Его жизнь очень похожа на судьбу Горького полвека спустя. Он получит, кстати, премию имени Горького в 1975 году: сирота, его мать утонула, когда ему было восемь лет, воспитанный своей бабушкой, он был то рабочим, то рыбаком… Добровольцем пошел на фронт в 1942 году, будучи всего восемнадцати лет от роду. Демобилизовавшись в 1945 году и обосновавшись на Урале, он посылает свои первые тексты в местную газету, которая их печатает и принимает его на работу журналистом. Потом будут рассказы для детей, повести о войне, романы о тайге, Енисее и сибирской деревне. В библиотеке, носящей его имя, некоторые его книги, красиво иллюстрированные в устаревшем стиле, разложены в витринах, в том числе французский перевод «Васюткино озеро».

В центре его воспоминаний, как для всех русских его поколения, война: она как «Затесь на сердце», так называется его альбом, посвященный войне. На старом телевизоре семидесятых годов установлен монитор, где по замкнутому кругу показывается документальный фильм «Астафьев и его читатели», снятый в 1982 году. Позванный на помощь S. переводит мне его слова: «Я сожалею только о двух вещах: о том, что не был на похоронах своей бабушки, и о том, что не смог похоронить своих павших боевых товарищей». Когда он попросил у своего начальника разрешения оставить завод и поехать на похороны, тот ответил: «Только на похороны матери или отца». «А для меня она была и за мать, и за отца», — скажет позже Астафьев. После возвращения я нашла одно интервью, которое у него взял журналист L’Express Марк Эпштейн в 1993 году. Астафьеву тогда было семьдесят лет. То, что его в то время беспокоило, это защита окружающей среды и ухудшение экологии, вызванное строительством Дивногорской плотины. «Эта несчастная река, ею так злоупотребляют… Люди из администрации меня обвиняют в том, что я препятствую прогрессу, они говорят, что я хочу жить без электричества. Да, я прекрасно без него обойдусь, если они уничтожат электростанцию и вернут все, как было!
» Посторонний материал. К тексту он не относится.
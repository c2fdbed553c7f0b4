//! [`TextBackend`] over the Ollama HTTP API.
//!
//! Residency is controlled through `keep_alive`: an empty-prompt generate
//! loads the model and `keep_alive: 0` unloads it.

use std::time::{Duration, Instant};

use async_trait::async_trait;
use futures::StreamExt;
use serde::Deserialize;
use serde_json::json;

use genqueue_core::backend::{BackendError, TextBackend, TextGeneration};
use genqueue_core::payload::InferenceParams;

use crate::config::OllamaConfig;
use crate::stream::{parse_chunk, GenerateChunk, LineBuffer};

const CONNECT_TIMEOUT: Duration = Duration::from_secs(10);

pub struct OllamaBackend {
    client: reqwest::Client,
    config: OllamaConfig,
}

#[derive(Debug, Deserialize)]
struct RunningModels {
    #[serde(default)]
    models: Vec<RunningModel>,
}

#[derive(Debug, Deserialize)]
struct RunningModel {
    #[serde(default)]
    name: String,
    #[serde(default)]
    model: String,
}

impl OllamaBackend {
    pub fn new(config: OllamaConfig) -> Result<Self, BackendError> {
        let client = reqwest::Client::builder()
            .connect_timeout(CONNECT_TIMEOUT)
            .build()
            .map_err(|e| BackendError::Request(e.to_string()))?;
        Ok(Self { client, config })
    }

    pub fn model(&self) -> &str {
        &self.config.model
    }

    fn map_err(&self, err: reqwest::Error) -> BackendError {
        if err.is_connect() {
            BackendError::Unreachable(err.to_string())
        } else if err.is_timeout() {
            BackendError::Timeout(self.config.request_timeout)
        } else if err.is_decode() {
            BackendError::Protocol(err.to_string())
        } else {
            BackendError::Request(err.to_string())
        }
    }

    /// Bound a whole call by the configured request timeout.
    async fn bounded<T>(
        &self,
        call: impl std::future::Future<Output = Result<T, BackendError>>,
    ) -> Result<T, BackendError> {
        tokio::time::timeout(self.config.request_timeout, call)
            .await
            .map_err(|_| BackendError::Timeout(self.config.request_timeout))?
    }

    async fn post_generate(&self, body: serde_json::Value) -> Result<reqwest::Response, BackendError> {
        let response = self
            .client
            .post(format!("{}/api/generate", self.config.base_url))
            .json(&body)
            .send()
            .await
            .map_err(|e| self.map_err(e))?;

        let status = response.status();
        if !status.is_success() {
            let text = response
                .text()
                .await
                .unwrap_or_else(|_| "<unreadable body>".to_string());
            return Err(BackendError::Request(format!("Ollama API error ({status}): {text}")));
        }
        Ok(response)
    }

    async fn set_keep_alive(&self, keep_alive: serde_json::Value) -> Result<(), BackendError> {
        let body = json!({
            "model": self.config.model,
            "keep_alive": keep_alive,
        });
        self.bounded(async {
            let response = self.post_generate(body).await?;
            // Drain so the connection returns to the pool.
            response.bytes().await.map_err(|e| self.map_err(e))?;
            Ok(())
        })
        .await
    }

    async fn stream_generation(
        &self,
        prompt: &str,
        params: &InferenceParams,
        on_token: &mut (dyn for<'t> FnMut(&'t str) + Send),
    ) -> Result<TextGeneration, BackendError> {
        let started = Instant::now();
        let body = generate_body(&self.config, prompt, params);
        let response = self.post_generate(body).await?;

        let mut bytes = response.bytes_stream();
        let mut buffer = LineBuffer::new();
        let mut text = String::new();
        let mut last = GenerateChunk::default();

        while let Some(chunk) = bytes.next().await {
            let chunk = chunk.map_err(|e| self.map_err(e))?;
            for line in buffer.push(&chunk) {
                last = accept_line(&line, &mut text, on_token)?;
            }
        }
        if let Some(line) = buffer.finish() {
            last = accept_line(&line, &mut text, on_token)?;
        }

        if !last.done {
            return Err(BackendError::Protocol(
                "Generation stream ended before completion".into(),
            ));
        }

        let duration = last
            .total_duration
            .map(Duration::from_nanos)
            .unwrap_or_else(|| started.elapsed());
        Ok(TextGeneration {
            token_count: last.eval_count.unwrap_or(0),
            text,
            duration,
        })
    }
}

/// Request body for a streamed generation.
fn generate_body(config: &OllamaConfig, prompt: &str, params: &InferenceParams) -> serde_json::Value {
    let mut options = json!({
        "num_predict": params.max_tokens,
        "temperature": params.temperature,
        "top_p": params.top_p,
    });
    if !params.stop.is_empty() {
        options["stop"] = json!(params.stop);
    }
    if let Some(seed) = params.seed {
        options["seed"] = json!(seed);
    }

    json!({
        "model": config.model,
        "prompt": prompt,
        "stream": true,
        "keep_alive": config.keep_alive,
        "options": options,
    })
}

/// Parse one streamed line, relaying any text to `on_token`.
fn accept_line(
    line: &str,
    text: &mut String,
    on_token: &mut (dyn for<'t> FnMut(&'t str) + Send),
) -> Result<GenerateChunk, BackendError> {
    let chunk = parse_chunk(line)
        .map_err(|e| BackendError::Protocol(format!("Malformed stream line: {e}")))?;
    if let Some(error) = &chunk.error {
        return Err(BackendError::Request(error.clone()));
    }
    if !chunk.response.is_empty() {
        text.push_str(&chunk.response);
        on_token(&chunk.response);
    }
    Ok(chunk)
}

/// `llama3` and `llama3:latest` name the same model.
fn model_matches(configured: &str, reported: &str) -> bool {
    fn normalize(name: &str) -> &str {
        name.strip_suffix(":latest").unwrap_or(name)
    }
    !reported.is_empty() && normalize(configured) == normalize(reported)
}

#[async_trait]
impl TextBackend for OllamaBackend {
    async fn is_loaded(&self) -> bool {
        let result = self
            .bounded(async {
                let response = self
                    .client
                    .get(format!("{}/api/ps", self.config.base_url))
                    .send()
                    .await
                    .map_err(|e| self.map_err(e))?;
                response
                    .json::<RunningModels>()
                    .await
                    .map_err(|e| self.map_err(e))
            })
            .await;

        match result {
            Ok(running) => running.models.iter().any(|m| {
                model_matches(&self.config.model, &m.name)
                    || model_matches(&self.config.model, &m.model)
            }),
            Err(e) => {
                tracing::debug!(error = %e, "Could not query loaded models");
                false
            }
        }
    }

    async fn load(&self) -> Result<(), BackendError> {
        tracing::info!(model = %self.config.model, "Loading text model");
        self.set_keep_alive(json!(self.config.keep_alive)).await
    }

    async fn unload(&self) -> Result<(), BackendError> {
        tracing::info!(model = %self.config.model, "Unloading text model");
        self.set_keep_alive(json!(0)).await
    }

    async fn generate_streaming(
        &self,
        prompt: &str,
        params: &InferenceParams,
        on_token: &mut (dyn for<'t> FnMut(&'t str) + Send),
    ) -> Result<TextGeneration, BackendError> {
        self.bounded(self.stream_generation(prompt, params, on_token))
            .await
    }
}
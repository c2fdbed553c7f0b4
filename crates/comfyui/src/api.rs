//! REST client for the ComfyUI HTTP endpoints.
//!
//! Thin wrappers over `/prompt`, `/queue`, `/history`, `/view`, `/free`,
//! `/interrupt` and `/system_stats`. Interpreting the responses is left to
//! [`crate::backend`].

use std::time::Duration;

use serde::Deserialize;

use genqueue_core::backend::{ArtifactRef, BackendError};

/// HTTP client for a single ComfyUI instance.
pub struct ComfyUIApi {
    client: reqwest::Client,
    api_url: String,
    timeout: Duration,
}

/// Response of `POST /prompt` after a workflow is queued.
#[derive(Debug, Deserialize)]
pub struct SubmitResponse {
    /// Server-assigned identifier for the queued prompt.
    pub prompt_id: String,
    /// Position in the execution queue.
    #[serde(default)]
    pub number: i64,
    /// Per-node validation errors; non-empty means nothing will run.
    #[serde(default)]
    pub node_errors: serde_json::Value,
}

#[derive(Debug, thiserror::Error)]
pub enum ComfyUIApiError {
    /// The HTTP request itself failed (network, DNS, TLS, timeout).
    #[error("HTTP request failed: {0}")]
    Request(#[from] reqwest::Error),

    /// ComfyUI returned a non-2xx status code.
    #[error("ComfyUI API error ({status}): {body}")]
    ApiError { status: u16, body: String },
}

impl ComfyUIApiError {
    /// Map onto the backend contract's error type.
    ///
    /// `timeout` is reported in [`BackendError::Timeout`] when the request
    /// timed out.
    pub fn into_backend(self, timeout: Duration) -> BackendError {
        match self {
            ComfyUIApiError::Request(e) if e.is_connect() => BackendError::Unreachable(e.to_string()),
            ComfyUIApiError::Request(e) if e.is_timeout() => BackendError::Timeout(timeout),
            ComfyUIApiError::Request(e) if e.is_decode() => BackendError::Protocol(e.to_string()),
            ComfyUIApiError::Request(e) => BackendError::Request(e.to_string()),
            err @ ComfyUIApiError::ApiError { .. } => BackendError::Request(err.to_string()),
        }
    }
}

impl ComfyUIApi {
    /// * `api_url` - Base HTTP URL, e.g. `http://host:8188`.
    pub fn new(api_url: String, timeout: Duration) -> Result<Self, ComfyUIApiError> {
        let client = reqwest::Client::builder().timeout(timeout).build()?;
        Ok(Self::with_client(client, api_url, timeout))
    }

    /// Reuse an existing [`reqwest::Client`].
    pub fn with_client(client: reqwest::Client, api_url: String, timeout: Duration) -> Self {
        Self {
            client,
            api_url,
            timeout,
        }
    }

    pub fn api_url(&self) -> &str {
        &self.api_url
    }

    pub fn timeout(&self) -> Duration {
        self.timeout
    }

    /// Queue a workflow graph. `client_id` routes WebSocket progress for
    /// this prompt to the matching socket.
    pub async fn submit_workflow(
        &self,
        workflow: &serde_json::Value,
        client_id: &str,
    ) -> Result<SubmitResponse, ComfyUIApiError> {
        let body = serde_json::json!({
            "prompt": workflow,
            "client_id": client_id,
        });

        let response = self
            .client
            .post(format!("{}/prompt", self.api_url))
            .json(&body)
            .send()
            .await?;

        Self::parse_response(response).await
    }

    /// `GET /queue`: running and pending prompts.
    pub async fn get_queue(&self) -> Result<serde_json::Value, ComfyUIApiError> {
        let response = self
            .client
            .get(format!("{}/queue", self.api_url))
            .send()
            .await?;

        Self::parse_response(response).await
    }

    /// `GET /history/{prompt_id}`: outputs and status of a finished prompt.
    /// Empty object while the prompt has not finished.
    pub async fn get_history(&self, prompt_id: &str) -> Result<serde_json::Value, ComfyUIApiError> {
        let response = self
            .client
            .get(format!("{}/history/{}", self.api_url, prompt_id))
            .send()
            .await?;

        Self::parse_response(response).await
    }

    /// `GET /view`: raw bytes of one produced file.
    pub async fn view(&self, artifact: &ArtifactRef) -> Result<Vec<u8>, ComfyUIApiError> {
        let response = self
            .client
            .get(format!("{}/view", self.api_url))
            .query(&[
                ("filename", artifact.filename.as_str()),
                ("subfolder", artifact.subfolder.as_str()),
                ("type", artifact.kind.as_str()),
            ])
            .send()
            .await?;

        let response = Self::ensure_success(response).await?;
        Ok(response.bytes().await?.to_vec())
    }

    /// `POST /free`: unload models and release accelerator memory.
    pub async fn free(&self) -> Result<(), ComfyUIApiError> {
        let body = serde_json::json!({
            "unload_models": true,
            "free_memory": true,
        });

        let response = self
            .client
            .post(format!("{}/free", self.api_url))
            .json(&body)
            .send()
            .await?;

        Self::check_status(response).await
    }

    /// `POST /interrupt`: stop whatever is executing right now.
    pub async fn interrupt(&self) -> Result<(), ComfyUIApiError> {
        let response = self
            .client
            .post(format!("{}/interrupt", self.api_url))
            .send()
            .await?;

        Self::check_status(response).await
    }

    /// `GET /system_stats`: used as a liveness check.
    pub async fn system_stats(&self) -> Result<serde_json::Value, ComfyUIApiError> {
        let response = self
            .client
            .get(format!("{}/system_stats", self.api_url))
            .send()
            .await?;

        Self::parse_response(response).await
    }

    // ---- private helpers ----

    async fn ensure_success(
        response: reqwest::Response,
    ) -> Result<reqwest::Response, ComfyUIApiError> {
        let status = response.status();
        if !status.is_success() {
            let body = response
                .text()
                .await
                .unwrap_or_else(|_| "<unreadable body>".to_string());
            return Err(ComfyUIApiError::ApiError {
                status: status.as_u16(),
                body,
            });
        }
        Ok(response)
    }

    async fn parse_response<T: serde::de::DeserializeOwned>(
        response: reqwest::Response,
    ) -> Result<T, ComfyUIApiError> {
        let response = Self::ensure_success(response).await?;
        Ok(response.json::<T>().await?)
    }

    async fn check_status(response: reqwest::Response) -> Result<(), ComfyUIApiError> {
        Self::ensure_success(response).await?;
        Ok(())
    }
}
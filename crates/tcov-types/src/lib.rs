//! Data model shared by the tcov engine, store and CLI.
//!
//! Two layers live here:
//! - [`raw`]: records exactly as the upstream project reader hands them over,
//!   before identifiers are resolved or paths normalized.
//! - [`model`]: the canonical per-run representation (test cases, suites,
//!   links, fan-out) that every engine stage consumes and produces.
//!
//! [`diagnostics`] holds the non-fatal warning values threaded through a run.

pub mod diagnostics;
pub mod model;
pub mod raw;

pub use diagnostics::{Warning, WarningKind};
pub use model::{
    CaseId, CaseSuiteLink, CollectionEntry, CollectionSettings, Corpus, FanoutEntry,
    FilterPredicate, LinkOrigin, LinkSet, Suite, SuiteBody, SuiteId, SuiteKind, Tag, TagCriterion,
    TestCase,
};
pub use raw::{RawCollectionEntry, RawSnapshot, RawSuite, RawSuiteBody, RawTags, RawTestCase};
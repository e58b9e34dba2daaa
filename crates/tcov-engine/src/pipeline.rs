//! End-to-end analysis of one project snapshot:
//! normalize, resolve filters and build links, aggregate, derive insights.

use std::path::Path;
use std::time::{SystemTime, UNIX_EPOCH};

use serde::{Deserialize, Serialize};
use sha2::{Digest, Sha256};
use tcov_error::{Result, TcovError};
use tcov_types::{Corpus, LinkSet, RawSnapshot, Warning};
use tracing::info;

use crate::config::EngineConfig;
use crate::context::RunContext;
use crate::coverage::{CoverageReport, aggregate};
use crate::insights::{Insights, build_insights};
use crate::links::build_links;
use crate::normalize::normalize_snapshot;

/// Bump when the report layout changes incompatibly.
pub const REPORT_SCHEMA_VERSION: u32 = 1;

/// Everything a renderer or exporter needs from one run.
#[derive(Debug, Clone, PartialEq, Serialize, Deserialize)]
pub struct AnalysisReport {
    pub schema_version: u32,
    pub generated_unix_ms: u128,
    pub project: String,
    /// SHA-256 of the JSON encoding of the input snapshot.
    pub snapshot_fingerprint: String,
    pub coverage: CoverageReport,
    pub insights: Insights,
    pub diagnostics: Vec<Warning>,
}

impl AnalysisReport {
    pub fn has_warnings(&self) -> bool {
        !self.diagnostics.is_empty()
    }
}

/// Report plus the intermediate values the store persists.
#[derive(Debug, Clone)]
pub struct AnalysisRun {
    pub corpus: Corpus,
    pub links: LinkSet,
    pub report: AnalysisReport,
}

/// Decode a snapshot from JSON text.
pub fn snapshot_from_json(text: &str) -> Result<RawSnapshot> {
    serde_json::from_str(text).map_err(|error| TcovError::snapshot(error.to_string()))
}

/// Read and decode a snapshot file.
pub fn load_snapshot(path: &Path) -> Result<RawSnapshot> {
    let text = std::fs::read_to_string(path)?;
    snapshot_from_json(&text)
}

pub fn snapshot_fingerprint(snapshot: &RawSnapshot) -> Result<String> {
    let bytes = serde_json::to_vec(snapshot).map_err(|error| TcovError::ReportEncode {
        detail: error.to_string(),
    })?;
    Ok(sha256_hex(&bytes))
}

fn sha256_hex(bytes: &[u8]) -> String {
    const HEX: &[u8; 16] = b"0123456789abcdef";

    let digest = Sha256::digest(bytes);
    let mut out = String::with_capacity(digest.len() * 2);
    for byte in digest {
        out.push(char::from(HEX[usize::from(byte >> 4)]));
        out.push(char::from(HEX[usize::from(byte & 0x0F)]));
    }
    out
}

fn unix_time_ms() -> u128 {
    SystemTime::now()
        .duration_since(UNIX_EPOCH)
        .map_or(0, |duration| duration.as_millis())
}

/// Run every stage over one snapshot.
///
/// Only configuration errors abort; entity problems end up in
/// `report.diagnostics`.
pub fn run(snapshot: &RawSnapshot, config: &EngineConfig) -> Result<AnalysisRun> {
    config.validate()?;
    let mut ctx = RunContext::new();

    let corpus = normalize_snapshot(snapshot, config.project_root.as_deref(), &mut ctx);
    info!(
        project = %snapshot.project,
        cases = corpus.cases.len(),
        suites = corpus.suites.len(),
        "corpus normalized"
    );

    let links = build_links(&corpus.cases, &corpus.suites, &mut ctx);
    info!(
        links = links.links.len(),
        fanout = links.fanout.len(),
        "links built"
    );

    let coverage = aggregate(&corpus.cases, &corpus.suites, &links, config.module_depth)?;
    let insights = build_insights(&corpus.cases, &corpus.suites, &links, &coverage, config);
    info!(
        covered = coverage.totals.covered_cases,
        total = coverage.totals.total_cases,
        coverage_pct = coverage.totals.coverage_pct,
        total_executions = coverage.totals.total_executions,
        warnings = ctx.warnings().len(),
        "coverage aggregated"
    );

    let report = AnalysisReport {
        schema_version: REPORT_SCHEMA_VERSION,
        generated_unix_ms: unix_time_ms(),
        project: snapshot.project.clone(),
        snapshot_fingerprint: snapshot_fingerprint(snapshot)?,
        coverage,
        insights,
        diagnostics: ctx.into_warnings(),
    };
    Ok(AnalysisRun {
        corpus,
        links,
        report,
    })
}

/// Run every stage and keep only the report.
pub fn analyze(snapshot: &RawSnapshot, config: &EngineConfig) -> Result<AnalysisReport> {
    run(snapshot, config).map(|outcome| outcome.report)
}

/// Render diagnostics as deterministic single-line entries.
pub fn render_diagnostics(report: &AnalysisReport) -> Vec<String> {
    report
        .diagnostics
        .iter()
        .map(ToString::to_string)
        .collect()
}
В кого мы превращаемся?»
Как Распутин или Белов, Астафьев принадлежал к группе писателей, иногда называемой русистами, которая возникла в семидесятые годы… Они смешивали в своих книгах националистические, экологические и славянофильские идеи, похожие нате же предшествующего столетия, где славянофилы призывали к аутентичности русского крестьянства, его обычаев, веры, выступали «против чужеродного влияния современности». В его деревне я поняла лучше, чем где бы то ни было, то, что Астафьев имел в виду и что он хотел сохранить: и реку, и русскую деревню, и свою деревню, память о бабушке, о Великой Отечественной войне. Я не очень сильно ошибусь, если скажу, что этот консерватизм не имеет ничего общего с шовинизмом и ксенофобией, разразившимися в начале девяностых годов. Это была позиция тех, кто называл себя славянофилами в прошлом веке, противодействуя «европейскому», «западному» отклонению России…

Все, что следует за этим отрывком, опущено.